I have an EKS cluster with an OpenID Connect provider. My goal is to configure cross-account permissions to allow Pods running on the cluster in Account A to access AWS resources in Account B. To achieve this I have created a Service Account and attached that to the relevant Pods in Account A.
My issue is that before I can get the change approved, I need to prove that it works.
AWS documentation seems to suggest that I can test the use of STS:AssumeRoleWithWebIdentity via the CLI. However, where it specifies web_identity_token_file, it doesn't actually tell you how to generate that token.

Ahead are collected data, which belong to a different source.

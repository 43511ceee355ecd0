#![forbid(unsafe_code)]

//! Async client for the remote roadmap API.
//!
//! Every request carries a bearer token and a JSON body; every call is an
//! independently awaited operation with no ordering relative to other
//! in-flight calls. Fetch failures on read paths follow the dashboard's
//! documented "silent empty state" policy via the `*_or_*` wrappers; the
//! roadmap-generation path surfaces its error so a retry/cancel UI can act
//! on it.

pub mod client;
pub mod error;
pub mod model;

pub use client::{DEFAULT_TIMEOUT, GenerateRequest, RoadmapClient};
pub use error::{ClientError, Result};
pub use model::{Roadmap, Task};
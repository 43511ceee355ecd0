#![forbid(unsafe_code)]

//! Headless layout and projection for prerequisite graphs.
//!
//! The pipeline is a pure function of the input graph and view parameters:
//! [`level`] assigns a longest-path depth to every topic, [`position`] maps
//! depths to canvas coordinates, and [`projection`] turns the result into
//! drawable primitives (or a flattened list). No wall-clock, randomness, or
//! I/O anywhere; identical input always yields identical output.

pub mod cache;
pub mod level;
pub mod model;
pub mod position;
pub mod projection;
pub mod svg;
pub mod theme;

use trailhead_core::PrereqGraph;

pub use level::CycleHandling;
pub use model::{Canvas, GraphLayout, ViewScale};

#[derive(Debug, thiserror::Error)]
pub enum Error {
    #[error("graph contains a prerequisite cycle through: {}", .ids.join(", "))]
    CyclicGraph { ids: Vec<String> },
}

pub type Result<T> = std::result::Result<T, Error>;

#[derive(Debug, Clone, Copy, Default)]
pub struct LayoutOptions {
    pub canvas: Canvas,
    pub cycle_handling: CycleHandling,
}

/// Runs leveling and positioning in one call.
pub fn layout_graph(graph: &PrereqGraph, options: &LayoutOptions) -> Result<GraphLayout> {
    let levels = level::assign_levels(graph, options.cycle_handling)?;
    let positions = position::assign_positions(&levels, options.canvas);
    Ok(GraphLayout {
        levels,
        positions,
        canvas: options.canvas,
    })
}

Magic Google led me to another SO question, and now I have created a secret for the Service Account in question and I can get a JWT token. However, when I use that token I see an error -
operation error STS: AssumeRoleWithWebIdentity, https response error StatusCode: 400, RequestID: xxxxxxxx-xxxx-xxxx-xxxx-xxxxxxxxxxxx, InvalidIdentityToken: Issuer must be a valid URL
The above SO question then led me to this answer in another question, but generating a token this way leads to another error.

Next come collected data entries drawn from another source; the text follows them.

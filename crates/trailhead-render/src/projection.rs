//! Pure mapping from graph + positions to drawable primitives.
//!
//! Switching mode or profile never mutates the graph or recomputes layout;
//! it only changes which projection is applied.

use crate::model::{Canvas, GraphLayout, PositionMap, ViewScale};
use crate::theme::DifficultyPalette;
use serde::Serialize;
use trailhead_core::{Difficulty, PrereqGraph, TopicId};

#[derive(Debug, Clone, Copy, PartialEq, Eq, Default, Serialize)]
#[serde(rename_all = "lowercase")]
pub enum DisplayMode {
    #[default]
    Visual,
    List,
}

#[derive(Debug, Clone, Copy, PartialEq, Eq, Default, Serialize)]
#[serde(rename_all = "lowercase")]
pub enum ViewProfile {
    #[default]
    Compact,
    Detail,
}

/// Presentation parameters. Defaults reproduce the reference dashboard.
#[derive(Debug, Clone)]
pub struct ProjectionConfig {
    pub palette: DifficultyPalette,
    /// Title character budget in compact views; detail views show full titles.
    pub label_budget: usize,
    pub ellipsis: String,
    pub compact_radius: f64,
    pub detail_radius: f64,
    /// Multipliers applied to compact positions for the detail viewport.
    pub detail_scale: ViewScale,
    pub detail_viewport: Canvas,
}

impl Default for ProjectionConfig {
    fn default() -> Self {
        Self {
            palette: DifficultyPalette::default(),
            label_budget: 15,
            ellipsis: "...".to_string(),
            compact_radius: 30.0,
            detail_radius: 40.0,
            detail_scale: ViewScale::DETAIL,
            detail_viewport: Canvas::new(1400.0, 900.0),
        }
    }
}

/// Directed line segment from a prerequisite to its dependent.
#[derive(Debug, Clone, Serialize)]
pub struct EdgeSegment {
    pub from: TopicId,
    pub to: TopicId,
    pub x1: f64,
    pub y1: f64,
    pub x2: f64,
    pub y2: f64,
}

#[derive(Debug, Clone, Serialize)]
#[serde(rename_all = "camelCase")]
pub struct NodeGlyph {
    pub id: TopicId,
    pub x: f64,
    pub y: f64,
    pub radius: f64,
    pub fill: String,
    /// Already truncated per the active profile.
    pub title: String,
    pub title_y: f64,
    pub hours: String,
    pub hours_y: f64,
    /// Difficulty caption shown at the node center in detail views.
    pub caption: Option<String>,
}

#[derive(Debug, Clone, Serialize)]
pub struct VisualGraph {
    pub profile: ViewProfile,
    pub viewport: Canvas,
    pub edges: Vec<EdgeSegment>,
    pub nodes: Vec<NodeGlyph>,
}

#[derive(Debug, Clone, Serialize)]
#[serde(rename_all = "camelCase")]
pub struct ListEntry {
    pub id: TopicId,
    pub title: String,
    pub description: Option<String>,
    pub difficulty: Difficulty,
    pub estimated_hours: f64,
    /// Distinct prerequisite titles, first-edge order; empty when none.
    pub prerequisites: Vec<String>,
}

#[derive(Debug, Clone, Serialize)]
pub struct ListView {
    pub entries: Vec<ListEntry>,
}

#[derive(Debug, Clone, Serialize)]
pub enum GraphProjection {
    Visual(VisualGraph),
    List(ListView),
}

pub fn project(
    graph: &PrereqGraph,
    layout: &GraphLayout,
    mode: DisplayMode,
    profile: ViewProfile,
    config: &ProjectionConfig,
) -> GraphProjection {
    match mode {
        DisplayMode::Visual => {
            GraphProjection::Visual(project_visual(graph, layout, profile, config))
        }
        DisplayMode::List => GraphProjection::List(project_list(graph)),
    }
}

pub fn project_visual(
    graph: &PrereqGraph,
    layout: &GraphLayout,
    profile: ViewProfile,
    config: &ProjectionConfig,
) -> VisualGraph {
    let scaled;
    let (positions, radius, viewport): (&PositionMap, f64, Canvas) = match profile {
        ViewProfile::Compact => (&layout.positions, config.compact_radius, layout.canvas),
        ViewProfile::Detail => {
            scaled = layout.positions.scaled(config.detail_scale);
            (&scaled, config.detail_radius, config.detail_viewport)
        }
    };

    let mut edges = Vec::with_capacity(graph.edges().len());
    for edge in graph.edges() {
        // Endpoints without a position can only come from a graph the model
        // layer degraded; skip the segment rather than draw into nowhere.
        let (Some(from), Some(to)) = (positions.get(&edge.from), positions.get(&edge.to)) else {
            continue;
        };
        edges.push(EdgeSegment {
            from: edge.from.clone(),
            to: edge.to.clone(),
            x1: from.x,
            y1: from.y,
            x2: to.x,
            y2: to.y,
        });
    }

    let mut nodes = Vec::with_capacity(graph.len());
    for topic in graph.topics() {
        let Some(position) = positions.get(&topic.id) else {
            continue;
        };
        let title = match profile {
            ViewProfile::Compact => {
                truncate_label(&topic.title, config.label_budget, &config.ellipsis)
            }
            ViewProfile::Detail => topic.title.clone(),
        };
        let caption =
            (profile == ViewProfile::Detail).then(|| topic.difficulty.as_str().to_string());
        nodes.push(NodeGlyph {
            id: topic.id.clone(),
            x: position.x,
            y: position.y,
            radius,
            fill: config.palette.color_for(topic.difficulty).to_string(),
            title,
            title_y: position.y - (radius + 10.0),
            hours: fmt_hours(topic.estimated_hours),
            hours_y: position.y + (radius + 20.0),
            caption,
        });
    }

    VisualGraph {
        profile,
        viewport,
        edges,
        nodes,
    }
}

pub fn project_list(graph: &PrereqGraph) -> ListView {
    let entries = graph
        .topics()
        .map(|topic| ListEntry {
            id: topic.id.clone(),
            title: topic.title.clone(),
            description: topic.description.clone(),
            difficulty: topic.difficulty,
            estimated_hours: topic.estimated_hours,
            prerequisites: graph
                .prerequisites_of(&topic.id)
                .iter()
                .map(|prereq| prereq.title.clone())
                .collect(),
        })
        .collect();
    ListView { entries }
}

/// Truncates to `budget` characters and appends `ellipsis`; titles at or
/// under budget pass through untouched.
pub fn truncate_label(title: &str, budget: usize, ellipsis: &str) -> String {
    if title.chars().count() <= budget {
        return title.to_string();
    }
    let mut out: String = title.chars().take(budget).collect();
    out.push_str(ellipsis);
    out
}

fn fmt_hours(hours: f64) -> String {
    if !hours.is_finite() {
        return "0h".to_string();
    }
    format!("{hours}h")
}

operation error STS: AssumeRoleWithWebIdentity, https response error StatusCode: 400, RequestID: xxxxxxxx-xxxx-xxxx-xxxx-xxxxxxxxxxxx, InvalidIdentityToken: Incorrect token audience
So my question is, how can I test assumption of a role with a web identity through the CLI? Is there a way to generate a generic JWT token for the OIDC provider for my EKS cluster?
The answer here is to use kubectl create token as suggested in this answer, but in addition to that it is necessary to change the audience, as the default audience is not valid.
kubectl create token <sa> -n <namespace> --audience sts.amazonaws.com
Note that no Service Account linked Secret is required.